Please restate word for word, and with nothing added, the lines that run from the one holding "let req = self" to the end of the entries below.

START Record extracts

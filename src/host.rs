use std::time::Duration;

use anyhow::{Context, Result};
use tracing::debug;

use crate::auth::Credentials;
use crate::state::BridgeConfig;
use crate::workflow::error::FileError;

const DEFAULT_CONTENT_TYPE: &str = "application/octet-stream";

/// Attachment content fetched from the chat host.
#[derive(Debug, Clone)]
pub struct HostFile {
    pub bytes: Vec<u8>,
    pub content_type: String,
}

/// Reads attachment content from the chat host's file API.
pub struct HostClient {
    client: reqwest::Client,
    timeout: Duration,
}

impl HostClient {
    pub fn from_config(config: &BridgeConfig) -> Result<Self> {
        let client = reqwest::Client::builder()
            .build()
            .context("Failed to create host HTTP client")?;

        Ok(Self {
            client,
            timeout: config.download_timeout,
        })
    }

    fn content_url(base_url: &str, file_id: &str) -> String {
        format!(
            "{}/api/v1/files/{}/content",
            base_url.trim_end_matches('/'),
            file_id
        )
    }

    pub async fn download(
        &self,
        base_url: &str,
        file_id: &str,
        credentials: &Credentials,
    ) -> Result<HostFile, FileError> {
        let req = self
            .client
            .get(Self::content_url(base_url, file_id))
            .timeout(self.timeout);

        let resp = credentials.apply(req).send().await?;

        let status = resp.status();
        if !status.is_success() {
            let body = resp.text().await.unwrap_or_default();
            return Err(FileError::Download {
                status: status.as_u16(),
                body,
            });
        }

        let content_type = resp
            .headers()
            .get(reqwest::header::CONTENT_TYPE)
            .and_then(|v| v.to_str().ok())
            .filter(|v| !v.is_empty())
            .unwrap_or(DEFAULT_CONTENT_TYPE)
            .to_string();

        let bytes = resp.bytes().await?.to_vec();
        debug!(file_id, size = bytes.len(), content_type = %content_type, "attachment downloaded");

        Ok(HostFile {
            bytes,
            content_type,
        })
    }
}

END Record extracts

Exercise output:
        let req = self
            .client
            .get(Self::content_url(base_url, file_id))
            .timeout(self.timeout);

        let resp = credentials.apply(req).send().await?;

        let status = resp.status();
        if !status.is_success() {
            let body = resp.text().await.unwrap_or_default();
            return Err(FileError::Download {
                status: status.as_u16(),
                body,
            });
        }

        let content_type = resp
            .headers()
            .get(reqwest::header::CONTENT_TYPE)
            .and_then(|v| v.to_str().ok())
            .filter(|v| !v.is_empty())
            .unwrap_or(DEFAULT_CONTENT_TYPE)
            .to_string();

        let bytes = resp.bytes().await?.to_vec();
        debug!(file_id, size = bytes.len(), content_type = %content_type, "attachment downloaded");

        Ok(HostFile {
            bytes,
            content_type,
        })
    }
}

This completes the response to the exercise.